震災が人びとに与えた精神的打撃も大きい。看護チームリーダーを務めるアラー・アブドゥラーは、さらにこう語っている。

「あの地震は、人びとの心に傷を与えました。心理的障害のケースが著しく増え、震災後の生活に適応できないケースも現れている。特に、子どもの間でパニックと恐怖の感情が高まっています。そのため、夜尿症、攻撃的行動、親から離れられない、悪夢、社会的孤立といった問題が生じているんです」 

MSFは、メンタルヘルス支援にも活動範囲を広げ、移動診療を通じて心のケアを開始。各コレクティブセンターでは、人びとの精神面を支援する目的でレクリエーション活動も実施されている。その担い手となるのは、ソーシャルワーカーやカウンセラーたちだ。支援が必要とされた人びとについては、MSFの心のケアやその他の診療、あるいは社会的支援を行う団体に紹介している。

MSFの運営する移動診療に訪れた人びと Ⓒ Abd Almajed Alkarh
MSFの運営する移動診療に訪れた人びと Ⓒ Abd Almajed Alkarh

復興に向けた取り組み

MSFは、通常の医療・人道援助活動に地震関連の対応を組み込む形で、今後も復興に向けた支援を続けていく。特に、施設の拡張や医療スタッフの増員、心のケア、レクリエーションなどが重点的な取り組みとなる。

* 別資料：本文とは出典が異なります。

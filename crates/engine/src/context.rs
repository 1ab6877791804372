// SPDX-License-Identifier: BUSL-1.1
// Copyright (c) 2026 Alfred Jean LLC

//! Context refresh for running sessions.
//!
//! Issues the configured context-reset directive into a session on behalf
//! of a task that demands a fresh context. The directive string is pure
//! configuration — the engine knows nothing about the assistant binary's
//! command vocabulary.

use herd_adapters::{SessionAdapter, SessionError};
use herd_core::{SessionId, TerminalBuffer};
use parking_lot::Mutex;
use std::collections::HashSet;
use std::sync::Arc;
use thiserror::Error;

/// Context manager configuration.
#[derive(Debug, Clone)]
pub struct ContextManagerConfig {
    /// Directive written into the session, committed with Enter.
    pub directive: String,
}

impl Default for ContextManagerConfig {
    fn default() -> Self {
        Self {
            directive: "/clear".to_string(),
        }
    }
}

/// Outcome of a refresh request.
#[derive(Debug, Clone, PartialEq, Eq)]
pub enum RefreshOutcome {
    /// Directive written and committed.
    Sent,
    /// A refresh for this session is already outstanding; nothing done.
    Pending,
}

#[derive(Debug, Error)]
pub enum RefreshError {
    #[error("session write failed: {0}")]
    Write(#[from] SessionError),
}

/// Issues context-reset directives, single-flight per session.
#[derive(Clone)]
pub struct ContextManager<S: SessionAdapter> {
    sessions: S,
    config: ContextManagerConfig,
    in_flight: Arc<Mutex<HashSet<SessionId>>>,
}

impl<S: SessionAdapter> ContextManager<S> {
    pub fn new(sessions: S, config: ContextManagerConfig) -> Self {
        Self {
            sessions,
            config,
            in_flight: Arc::new(Mutex::new(HashSet::new())),
        }
    }

    /// Write the context-reset directive into `session_id`.
    ///
    /// Single-flight: a second call while one is outstanding returns
    /// [`RefreshOutcome::Pending`] immediately.
    pub async fn refresh_context(
        &self,
        session_id: &SessionId,
    ) -> Result<RefreshOutcome, RefreshError> {
        {
            let mut in_flight = self.in_flight.lock();
            if !in_flight.insert(session_id.clone()) {
                return Ok(RefreshOutcome::Pending);
            }
        }

        let result = self.write_directive(session_id).await;

        self.in_flight.lock().remove(session_id);

        result.map(|_| RefreshOutcome::Sent)
    }

    async fn write_directive(&self, session_id: &SessionId) -> Result<(), RefreshError> {
        tracing::info!(session_id = %session_id, "refreshing session context");

        // Large directives go through the chunked writer so the pty never
        // sees one oversized write.
        for chunk in TerminalBuffer::chunked(self.config.directive.as_bytes()) {
            let text = String::from_utf8_lossy(chunk);
            self.sessions
                .write_text(session_id.as_str(), &text)
                .await?;
        }
        self.sessions.press_enter(session_id.as_str()).await?;
        Ok(())
    }
}

#[cfg(test)]
#[path = "context_tests.rs"]
mod tests;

状況は大きく改善されつつある。しかし、依然として、医療アクセスや生活環境などの面で残された課題は多い。今後も持続的な取り組みが必要だ。 
 
「人びとが震災とその余波を乗り越えるまでには、相当の時間がかかるでしょう」。地域保健担当チームリーダーのモハメド・アルアジズは、そう最後に付け加えている。